PlanetOut - to me, at least - was never about real dialogue or learning. While they offered news stories from the wire services, the original reporting was minimal. Mostly the site carried fluff columns, personals and chat rooms.
Gay.com isn't much better honestly. I was surprised when a co-worker moved here from Ohio and was shocked the hookup site was gay.com over a few other sites. While I assume gay.com is still roaring in the chats, Manhunt, Craig's List and others have started dominating here too. Poor gay.com.
The Advocate is one of the oldest LGBT institutions. The magazine was my first link to a "gay community" while growing up in small town Indiana. It's been painful watching the downhill slide into obscurity the mag has been experiencing - like watching Old Yeller. Simply put, they're finding it hard to stay relevant as a news magazine in the days of instant-internet news. Given the choice of adding more fluff and publishing more often, the Advocate opted for fluff.
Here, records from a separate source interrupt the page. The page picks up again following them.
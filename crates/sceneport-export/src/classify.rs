//! Entity classification
//!
//! Maps every scene entity to exactly one [`Record`] or a [`SkipReason`].
//! Skips are never errors: hidden entities are dropped quietly, unsupported
//! ones with a warning.

use std::collections::BTreeMap;

use serde::{Deserialize, Serialize};
use tracing::{debug, warn};

use sceneport_core::{Color, GeometryId, Vec3};
use sceneport_scene::{split_name, EntityKind, LightVariant, SceneEntity, SceneGraph};

use crate::records::{
    CameraRecord, Category, EmptyRecord, LampColor, LightRecord, ModelRecord, Record, RecordBase,
};

/// Up-axis handling between the authoring tool and the engine
#[derive(Debug, Clone, Copy, Default, PartialEq, Eq, Serialize, Deserialize)]
#[serde(rename_all = "kebab-case")]
pub enum AxisConvention {
    /// Keep the authoring tool's axes
    #[default]
    Native,
    /// Z-up source to Y-up target: `(x, y, z) -> (x, z, -y)`
    YUp,
}

impl AxisConvention {
    pub fn remap(&self, v: Vec3) -> Vec3 {
        match self {
            AxisConvention::Native => v,
            AxisConvention::YUp => Vec3::new(v.x, v.z, -v.y),
        }
    }
}

/// Per-run classification settings
#[derive(Debug, Clone)]
pub struct ClassifyContext {
    /// Scene base name, used as model file prefix
    pub scene_name: String,
    /// Name suffix delimiter
    pub delimiter: char,
    pub axis: AxisConvention,
}

impl ClassifyContext {
    pub fn new(scene_name: impl Into<String>) -> Self {
        Self {
            scene_name: scene_name.into(),
            delimiter: sceneport_scene::DEFAULT_DELIMITER,
            axis: AxisConvention::Native,
        }
    }

    /// `<scene>_<logical name>`
    pub fn model_file_name(&self, logical_name: &str) -> String {
        format!("{}_{}", self.scene_name, logical_name)
    }
}

/// Why an entity produced no record
#[derive(Debug, Clone, PartialEq, Eq)]
pub enum SkipReason {
    Hidden,
    Unsupported(String),
    /// Mesh entity without a geometry data block
    MissingGeometry,
}

/// Outcome of classifying one entity
#[derive(Debug, Clone, PartialEq)]
pub enum Classification {
    Record(Record),
    Skip(SkipReason),
}

/// Model placement as seen by the deduplication index
#[derive(Debug, Clone, PartialEq, Eq)]
pub struct ModelInstance {
    /// Full entity name, e.g. "car.001"
    pub entity: String,
    pub logical_name: String,
    pub model_file_name: String,
    pub geometry: GeometryId,
    /// Rig and modifier entities exported together with this one
    pub linked: Vec<String>,
}

/// Classify a single entity
pub fn classify(entity: &SceneEntity, ctx: &ClassifyContext) -> Classification {
    if !entity.visible {
        return Classification::Skip(SkipReason::Hidden);
    }

    let (logical, _suffix) = split_name(&entity.name, ctx.delimiter);
    let t = &entity.transform;
    let base = RecordBase {
        name: logical.to_string(),
        kind: entity.kind.type_name().to_string(),
        position: ctx.axis.remap(t.location),
        rotation: ctx.axis.remap(t.rotation.to_degrees()),
        scale: ctx.axis.remap(t.scale),
        custom_properties: entity.custom_properties.clone(),
        layers: entity.layers.clone(),
    };

    let record = match &entity.kind {
        EntityKind::Mesh => {
            let Some(geometry) = entity.data.clone() else {
                return Classification::Skip(SkipReason::MissingGeometry);
            };
            Record::Model(ModelRecord {
                model_file_name: ctx.model_file_name(logical),
                geometry,
                base,
            })
        }
        EntityKind::Light(light) => {
            let color = light.color.unwrap_or(Color::BLACK);
            let lamp_falloff = match light.variant {
                LightVariant::Spot => (light.spot_size / 2.0).to_degrees(),
                LightVariant::Point | LightVariant::Sun => 0.0,
            };
            Record::Light(LightRecord {
                base,
                lamp_color: LampColor {
                    r: color.r,
                    g: color.g,
                    b: color.b,
                    a: 1.0,
                },
                lamp_energy: light.energy,
                lamp_distance: light.distance,
                lamp_falloff,
            })
        }
        EntityKind::Camera { angle } => Record::Camera(CameraRecord {
            base,
            fov: angle.to_degrees(),
        }),
        EntityKind::Empty => Record::Empty(EmptyRecord { base }),
        EntityKind::Unsupported { type_name } => {
            return Classification::Skip(SkipReason::Unsupported(type_name.clone()));
        }
    };

    Classification::Record(record)
}

/// Records of a whole scene, grouped by category
#[derive(Debug, Clone, Default)]
pub struct ClassifiedScene {
    records: BTreeMap<Category, Vec<Record>>,
    /// Model placements in enumeration order
    pub models: Vec<ModelInstance>,
    /// Skipped entity names with the reason
    pub skipped: Vec<(String, SkipReason)>,
}

impl ClassifiedScene {
    /// Records of one category in encounter order
    pub fn records(&self, category: Category) -> &[Record] {
        self.records.get(&category).map(Vec::as_slice).unwrap_or(&[])
    }

    pub fn record_count(&self) -> usize {
        self.records.values().map(Vec::len).sum()
    }

    fn push(&mut self, record: Record) {
        self.records.entry(record.category()).or_default().push(record);
    }
}

/// Classify every entity of `scene` in enumeration order
pub fn classify_scene(scene: &dyn SceneGraph, ctx: &ClassifyContext) -> ClassifiedScene {
    let mut classified = ClassifiedScene::default();

    for entity in scene.entities() {
        match classify(entity, ctx) {
            Classification::Record(record) => {
                if let Record::Model(model) = &record {
                    classified.models.push(ModelInstance {
                        entity: entity.name.clone(),
                        logical_name: model.base.name.clone(),
                        model_file_name: model.model_file_name.clone(),
                        geometry: model.geometry.clone(),
                        linked: entity.linked_entities(),
                    });
                }
                classified.push(record);
            }
            Classification::Skip(reason) => {
                match &reason {
                    SkipReason::Hidden => {
                        debug!(entity = %entity.name, "Skipping hidden entity");
                    }
                    SkipReason::Unsupported(type_name) => {
                        warn!(entity = %entity.name, kind = %type_name, "Skipping entity of unsupported kind");
                    }
                    SkipReason::MissingGeometry => {
                        warn!(entity = %entity.name, "Skipping mesh entity without geometry data");
                    }
                }
                classified.skipped.push((entity.name.clone(), reason));
            }
        }
    }

    debug!(
        records = classified.record_count(),
        models = classified.models.len(),
        skipped = classified.skipped.len(),
        "Classified scene"
    );
    classified
}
Don't get me started on Out, either. As a poor middle aged non-model from middle America it never had relevance for me. Or you probably - unless you're a rich white guy from Miami with a fondness for alligator skin shoes and suits only Anderson Cooper can afford. Maybe the magazine was written for him! Nah, they called it Out...
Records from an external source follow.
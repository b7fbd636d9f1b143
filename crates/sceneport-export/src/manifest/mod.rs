//! JSON manifest writer
//!
//! Writes one `<scene>_<category>.json` array per category. Every record is
//! written, duplicates included: this is the as-placed manifest the engine
//! uses to position instances.
//!
//! Each file is serialized in memory, written to a temporary file in the
//! target directory and renamed into place, so a failed write never leaves
//! a truncated manifest behind.

use std::fs;
use std::io::Write;
use std::path::{Path, PathBuf};

use tempfile::NamedTempFile;
use tracing::{error, info};

use crate::classify::ClassifiedScene;
use crate::error::PipelineResult;
use crate::records::{Category, Record};

/// Manifest output options
#[derive(Debug, Clone)]
pub struct ManifestOptions {
    /// Use pretty-print formatting
    pub pretty: bool,

    /// Write a manifest even when a category has no records
    pub write_empty: bool,
}

impl Default for ManifestOptions {
    fn default() -> Self {
        Self {
            pretty: true,
            write_empty: true,
        }
    }
}

/// A category whose manifest could not be written
#[derive(Debug, Clone, PartialEq, Eq)]
pub struct ManifestFailure {
    pub category: Category,
    pub path: PathBuf,
    pub message: String,
}

/// Outcome of writing all manifests
#[derive(Debug, Clone, Default)]
pub struct ManifestReport {
    pub written: Vec<PathBuf>,
    pub failures: Vec<ManifestFailure>,
}

impl ManifestReport {
    pub fn is_complete(&self) -> bool {
        self.failures.is_empty()
    }
}

/// JSON manifest writer
pub struct ManifestWriter {
    options: ManifestOptions,
}

impl ManifestWriter {
    /// Create new writer with default options
    pub fn new() -> Self {
        Self {
            options: ManifestOptions::default(),
        }
    }

    /// Create writer with custom options
    pub fn with_options(options: ManifestOptions) -> Self {
        Self { options }
    }

    /// Write every category's manifest into `dir`.
    ///
    /// All categories are attempted even if one fails.
    pub fn write_all(&self, scene: &ClassifiedScene, scene_name: &str, dir: &Path) -> ManifestReport {
        let mut report = ManifestReport::default();

        for category in Category::ALL {
            let records = scene.records(category);
            if records.is_empty() && !self.options.write_empty {
                continue;
            }

            let path = dir.join(category.manifest_file_name(scene_name));
            match self.write_category(records, &path) {
                Ok(()) => {
                    info!(category = %category, records = records.len(), path = %path.display(), "Wrote manifest");
                    report.written.push(path);
                }
                Err(e) => {
                    error!(category = %category, path = %path.display(), error = %e, "Failed to write manifest");
                    report.failures.push(ManifestFailure {
                        category,
                        path,
                        message: e.to_string(),
                    });
                }
            }
        }

        report
    }

    /// Atomically write one manifest file
    pub fn write_category(&self, records: &[Record], path: &Path) -> PipelineResult<()> {
        let bytes = self.render(records)?;

        let dir = match path.parent() {
            Some(dir) if !dir.as_os_str().is_empty() => dir,
            _ => Path::new("."),
        };
        fs::create_dir_all(dir)?;

        let mut tmp = NamedTempFile::new_in(dir)?;
        tmp.write_all(&bytes)?;
        tmp.as_file().sync_all()?;
        tmp.persist(path).map_err(|e| e.error)?;

        Ok(())
    }

    /// Serialize records to the manifest byte layout
    pub fn render(&self, records: &[Record]) -> PipelineResult<Vec<u8>> {
        let mut bytes = if self.options.pretty {
            serde_json::to_vec_pretty(records)?
        } else {
            serde_json::to_vec(records)?
        };
        bytes.push(b'\n');
        Ok(bytes)
    }
}

impl Default for ManifestWriter {
    fn default() -> Self {
        Self::new()
    }
}

#[cfg(test)]
mod tests {
    use super::*;
    use crate::classify::{classify_scene, ClassifyContext};
    use sceneport_scene::{EntityKind, LightData, LightVariant, SceneEntity, SceneSnapshot};

    fn classified() -> ClassifiedScene {
        let scene = SceneSnapshot::new(
            "town.blend",
            vec![
                SceneEntity::mesh("car", "CarMesh"),
                SceneEntity::mesh("car.001", "CarMesh"),
                SceneEntity::new("lamp", EntityKind::Light(LightData::new(LightVariant::Point)))
                    .with_visible(false),
                SceneEntity::new("spawn", EntityKind::Empty).with_property("pfx", "smoke.pfx"),
            ],
        )
        .unwrap();
        classify_scene(&scene, &ClassifyContext::new("town"))
    }

    fn read_array(path: &Path) -> Vec<serde_json::Value> {
        let text = fs::read_to_string(path).unwrap();
        serde_json::from_str(&text).unwrap()
    }

    #[test]
    fn test_writes_one_file_per_category() {
        let dir = tempfile::tempdir().unwrap();
        let report = ManifestWriter::new().write_all(&classified(), "town", dir.path());

        assert!(report.is_complete());
        assert_eq!(report.written.len(), 4);

        let models = read_array(&dir.path().join("town_model.json"));
        assert_eq!(models.len(), 2);
        assert_eq!(models[0]["model_file_name"], "town_car");

        let lights = read_array(&dir.path().join("town_light.json"));
        assert!(lights.is_empty());

        let empties = read_array(&dir.path().join("town_empty.json"));
        assert_eq!(empties[0]["custom_properties"]["pfx"], "smoke.pfx");
    }

    #[test]
    fn test_skip_empty_categories() {
        let dir = tempfile::tempdir().unwrap();
        let writer = ManifestWriter::with_options(ManifestOptions {
            pretty: false,
            write_empty: false,
        });

        let report = writer.write_all(&classified(), "town", dir.path());

        assert_eq!(report.written.len(), 2);
        assert!(!dir.path().join("town_camera.json").exists());
    }

    #[test]
    fn test_no_temp_files_left_behind() {
        let dir = tempfile::tempdir().unwrap();
        ManifestWriter::new().write_all(&classified(), "town", dir.path());

        let mut names: Vec<String> = fs::read_dir(dir.path())
            .unwrap()
            .map(|e| e.unwrap().file_name().to_string_lossy().into_owned())
            .collect();
        names.sort();

        assert_eq!(
            names,
            vec!["town_camera.json", "town_empty.json", "town_light.json", "town_model.json"]
        );
    }

    #[test]
    fn test_failure_does_not_block_other_categories() {
        let dir = tempfile::tempdir().unwrap();
        // A directory squatting on the light manifest path makes that rename fail
        fs::create_dir(dir.path().join("town_light.json")).unwrap();

        let report = ManifestWriter::new().write_all(&classified(), "town", dir.path());

        assert_eq!(report.failures.len(), 1);
        assert_eq!(report.failures[0].category, Category::Light);
        assert_eq!(report.written.len(), 3);
        assert!(dir.path().join("town_model.json").exists());
    }

    #[test]
    fn test_output_is_deterministic() {
        let writer = ManifestWriter::new();
        let scene = classified();

        let first = writer.render(scene.records(Category::Model)).unwrap();
        let second = writer.render(classified().records(Category::Model)).unwrap();

        assert_eq!(first, second);
    }
}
So you can see the business model they had to work with. Two websites bleeding viewers and two gay magazines gushing subscribers combined with a cruise company and some porno mags - all of them based on an outdated idea as they fought against Web2.0.
I understand that when times are bad you hunker down and do what's made you the most money, I do. We've laughed here at TBP and said we need to put up naked photoshopped models and funny cat videos to attract more viewers quickly. In the end, what would it add to our coverage? Would we really benefit? It would compromise our integrity - as it did PlanetOut's.
Does anyone actually read Playboy?
So now they're up for sale. Can I make an offer for gay.com and the Advocate? I have an idea for a way to get LGBT folks talking together, sharing news and opinion and still work in fluff and advertising while providing a quality product. It would be a better business model.